Rethinking LiDAR Domain Generalization: Single Source as Multiple Density Domains

TL;DR

The paper tackles domain generalization for LiDAR semantic segmentation across diverse sensors by exploiting intra-source density variations. It introduces Density Discriminative Feature Embedding (DDFE), a modular framework comprising beam density estimation, density soft clipping, and density-aware embedding, complemented by a density augmentation strategy to broaden the source density spectrum. Empirical results across Waymo, nuScenes, and SemanticKITTI show that DDFE improves cross-domain generalization over state-of-the-art DA/DG methods with lightweight integration into 3D backbones.
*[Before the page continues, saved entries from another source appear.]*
// =============================================================================
// ONBOARDING PERSISTENCE
// =============================================================================

/// `POST /api/v1/recommendations/save-quiz-profile`
pub async fn save_quiz_profile(
    State(state): State<AppState>,
    auth: AuthUser,
    ApiJson(body): ApiJson<SaveQuizRequest>,
) -> Result<Json<SaveResponse>, ApiError> {
    ensure_same_user(body.user_id, &auth)?;
    let notes = validate_preferences(&body.preferred_notes, "preferred_notes", MAX_NOTES)?;
    let accords = validate_preferences(&body.preferred_accords, "preferred_accords", MAX_ACCORDS)?;
    if notes.is_empty() && accords.is_empty() {
        return Err(ApiError::validation(RecommendError::NoPreferences.to_string()));
    }

    let note_ratings = to_ratings(&notes);
    let accord_ratings = to_ratings(&accords);
    scent_profile::save_quiz(&state.pool, auth.user.id, &note_ratings, &accord_ratings)
        .await
        .map_err(scent_profile_error)?;

    let items_saved = note_ratings.len() + accord_ratings.len();
    Ok(Json(SaveResponse {
        status: "success",
        message: "Quiz profile saved successfully".into(),
        items_saved,
    }))
}

/// `POST /api/v1/recommendations/save-owned-fragrances`
pub async fn save_owned_fragrances(
    State(state): State<AppState>,
    auth: AuthUser,
    ApiJson(body): ApiJson<SaveOwnedRequest>,
) -> Result<Json<SaveResponse>, ApiError> {
    ensure_same_user(body.user_id, &auth)?;
    if body.fragrance_ids.is_empty() || body.fragrance_ids.len() > MAX_OWNED_PER_REQUEST {
        return Err(ApiError::field(
            "fragrance_ids",
            format!("Provide between 1 and {MAX_OWNED_PER_REQUEST} fragrance IDs"),
        ));
    }

    let inserted = scent_profile::save_owned(&state.pool, auth.user.id, &body.fragrance_ids, body.source)
        .await
        .map_err(scent_profile_error)?;
    Ok(Json(SaveResponse {
        status: "success",
        message: format!("Saved {inserted} new fragrances to your collection"),
        items_saved: inserted,
    }))
}

// =============================================================================
// ENGINE ADMINISTRATION
// =============================================================================

/// `POST /api/v1/recommendations/debug/initialize`: rebuild the engines.
/// Always 200; failures are reported in the body.
pub async fn debug_initialize(State(state): State<AppState>) -> Json<serde_json::Value> {
    match state.rebuild_engines().await {
        Ok(count) => Json(serde_json::json!({
            "status": "success",
            "message": "Recommenders initialized",
            "fragrances": count,
        })),
        Err(e) => {
            tracing::error!(error = %e, "recommender initialization failed");
            let kind = match e {
                EngineBuildError::EmptyCatalog => "EmptyCatalog",
                EngineBuildError::Catalog(_) => "DatabaseError",
            };
            Json(serde_json::json!({
                "status": "error",
                "message": "Failed to initialize recommenders",
                "type": kind,
            }))
        }
    }
}

/// `GET /api/v1/recommendations/health`
pub async fn health(State(state): State<AppState>) -> Response {
    if state.engines().await.is_none() {
        return ApiError::Unavailable("Recommendation engines not loaded".into()).into_response();
    }
    Json(serde_json::json!({
        "status": "healthy",
        "note_based_recommender": "loaded",
        "similarity_recommender": "loaded",
        "timestamp": crate::routes::health::now_rfc3339(),
    }))
    .into_response()
}

/// `POST /api/v1/recommendations/catalog/import`: superuser JSONL upsert.
pub async fn import_catalog(
    State(state): State<AppState>,
    auth: AuthUser,
    ApiJson(body): ApiJson<ImportRequest>,
) -> Result<Json<ImportSummary>, ApiError> {
    if !auth.user.is_superuser {
        return Err(ApiError::Forbidden("Superuser privileges required".into()));
    }
    let summary = fragrance::import_jsonl(&state.pool, &body.jsonl)
        .await
        .map_err(fragrance_error)?;
    if summary.imported > 0 {
        if let Err(e) = state.rebuild_engines().await {
            tracing::error!(error = %e, "engine rebuild after import failed");
        }
    }
    Ok(Json(summary))
}

// =============================================================================
// VALIDATION
// =============================================================================

/// Trim and lowercase names, enforce ranges, and reject duplicates.
pub(crate) fn validate_preferences(
    inputs: &[PreferenceInput],
    field: &str,
    max_items: usize,
) -> Result<Vec<NotePreference>, ApiError> {
    if inputs.len() > max_items {
        return Err(ApiError::field(field, format!("{field} must have at most {max_items} items")));
    }
    let mut seen = HashSet::new();
    let mut prefs = Vec::with_capacity(inputs.len());
    for input in inputs {
        let name = input.name.trim().to_lowercase();
        let len = name.chars().count();
        if len == 0 || len > MAX_NAME_LEN {
            return Err(ApiError::field(field, format!("Names must be 1-{MAX_NAME_LEN} characters")));
        }
        let importance = u8::try_from(input.importance)
            .ok()
            .filter(|i| (1..=10).contains(i))
            .ok_or_else(|| ApiError::field(field, format!("Importance for '{name}' must be between 1 and 10")))?;
        if !seen.insert(name.clone()) {
            return Err(ApiError::field(field, format!("Duplicate names are not allowed in {field}")));
        }
        prefs.push(NotePreference::new(name, importance));
    }
    Ok(prefs)
}

pub(crate) fn validate_limit(limit: i64, max: i64) -> Result<usize, ApiError> {
    if !(1..=max).contains(&limit) {
        return Err(ApiError::field("limit", format!("limit must be between 1 and {max}")));
    }
    Ok(usize::try_from(limit).unwrap_or(1))
}

fn validate_query(q: Option<&str>, min_len: usize) -> Result<String, ApiError> {
    let query = q.unwrap_or_default().trim();
    let len = query.chars().count();
    if len < min_len || len > MAX_QUERY_LEN {
        return Err(ApiError::field("q", format!("q must be {min_len}-{MAX_QUERY_LEN} characters")));
    }
    Ok(query.to_owned())
}

/// Accept one UUID or a list of 1-10.
pub(crate) fn parse_target_ids(ids: TargetIds) -> Result<Vec<Uuid>, ApiError> {
    let raw = match ids {
        TargetIds::One(id) => vec![id],
        TargetIds::Many(ids) => ids,
    };
    if raw.is_empty() || raw.len() > MAX_TARGETS {
        return Err(ApiError::field(
            "target_fragrance_ids",
            format!("Provide between 1 and {MAX_TARGETS} fragrance IDs"),
        ));
    }
    raw.iter()
        .map(|id| {
            Uuid::parse_str(id.trim())
                .map_err(|_| ApiError::field("target_fragrance_ids", format!("Invalid UUID format: {id}")))
        })
        .collect()
}

fn ensure_same_user(requested: Option<Uuid>, auth: &AuthUser) -> Result<(), ApiError> {
    match requested {
        Some(id) if id != auth.user.id => Err(ApiError::Forbidden("Cannot modify another user's data".into())),
        _ => Ok(()),
    }
}

// =============================================================================
// EXPLANATIONS
// =============================================================================

/// Names the user rated at least `SHARED_MIN_IMPORTANCE`.
fn liked_names(prefs: &[NotePreference]) -> HashSet<&str> {
    prefs
        .iter()
        .filter(|p| p.importance >= SHARED_MIN_IMPORTANCE)
        .map(|p| p.name.as_str())
        .collect()
}

/// Sorted, distinct terms of `terms` present in `wanted`.
pub(crate) fn shared(terms: &[String], wanted: &HashSet<&str>) -> Vec<String> {
    terms
        .iter()
        .filter(|t| wanted.contains(t.as_str()))
        .cloned()
        .collect::<BTreeSet<_>>()
        .into_iter()
        .collect()
}

pub(crate) fn preference_reason(shared_notes: &[String], shared_accords: &[String]) -> String {
    if !shared_accords.is_empty() {
        let names: Vec<&str> = shared_accords.iter().take(2).map(String::as_str).collect();
        return format!("Matches your preferred style: {}", names.join(", "));
    }
    if !shared_notes.is_empty() {
        let names: Vec<&str> = shared_notes.iter().take(3).map(String::as_str).collect();
        return format!("Contains notes you love: {}", names.join(", "));
    }
    "Recommended based on your overall preferences".into()
}

pub(crate) fn similarity_reason(targets: &[&str]) -> String {
    match targets {
        [] => "Similar to your selection".into(),
        [one] => format!("Similar to {one}"),
        [a, b] => format!("Similar to {a} and {b}"),
        [a, b, rest @ ..] => format!("Similar to {a}, {b} and {} others", rest.len()),
    }
}

/// "Highly rated (4.3/5 from 1,234 reviews)" for well-reviewed entries.
pub(crate) fn quality_note(avg_rating: f64, num_ratings: i32) -> Option<String> {
    (avg_rating >= HIGHLY_RATED_MIN_AVG && num_ratings >= HIGHLY_RATED_MIN_COUNT)
        .then(|| format!("Highly rated ({avg_rating:.1}/5 from {} reviews)", thousands(num_ratings)))
}

fn thousands(n: i32) -> String {
    let digits = n.unsigned_abs().to_string();
    let mut out = String::with_capacity(digits.len() + digits.len() / 3);
    for (i, ch) in digits.chars().enumerate() {
        if i > 0 && (digits.len() - i) % 3 == 0 {
            out.push(',');
        }
        out.push(ch);
    }
    if n < 0 { format!("-{out}") } else { out }
}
This approach offers a practical, scalable path to robust LiDAR perception in unseen environments without target-domain data or ego-motion reliance, and code is publicly available.

Abstract

In the realm of LiDAR-based perception, significant strides have been made, yet domain generalization remains a substantial challenge. The performance often deteriorates when models are applied to unfamiliar datasets with different LiDAR sensors or deployed in new environments, primarily due to variations in point cloud density distributions. To tackle this challenge, we propose a Density Discriminative Feature Embedding (DDFE) module, capitalizing on the observation that a single source LiDAR point cloud encompasses a spectrum of densities. The DDFE module is meticulously designed to extract density-specific features within a single source domain, facilitating the recognition of objects sharing similar density characteristics across different LiDAR sensors. In addition, we introduce a simple yet effective density augmentation technique aimed at expanding the spectrum of density in source data, thereby enhancing the capabilities of the DDFE. Our DDFE stands out as a versatile and lightweight domain generalization module. It can be seamlessly integrated into various 3D backbone networks, where it has demonstrated superior performance over current state-of-the-art domain generalization methods. Code is available at https://github.com/dgist-cvlab/MultiDensityDG.

Figures (4)

• Figure 1: Motivation of our DDFE: Leveraging Diverse Densities in a Source LiDAR for Domain Generalization - Despite the apparent differences in density distributions between Waymo (64-channel), SemanticKITTI (64-channel), and nuScenes (32-channel), they share regions of overlapping density distributions. For example, the observation that a vehicle at 35 meters in Waymo (top) has a similar density to one at 25 meters in SemanticKITTI (middle) and 12 meters in nuScenes (bottom) underscores this phenomenon. This understanding of varying local density within a source domain serves as a foundation of our domain generalization method. The proposed DDFE transforms features from 3D space to a unified density space without additional training on unseen data, enhancing domain generalization performance.
• Figure 2: Overview of the DDFE pipeline.
• Figure 3: Qualitative comparison with MinkNet42 backbone. Top: Model trained on nuScenes, tested on SemanticKITTI (N$\rightarrow$K). Bottom: Trained on SemanticKITTI, tested on nuScenes (K$\rightarrow$N).
• Figure 4: Visualization of feature similarity matrices between the Waymo (64-channel) and the nuScenes (32-channel) datasets, with a focus on the distance of objects from the LiDAR. We utilize models trained with the nuScenes dataset for visualization. (a) A point-voxel feature encoding method. (b) A density-aware embedding module. (c) A density soft clipping. Our DDFE combines all modules (a), (b), and (c).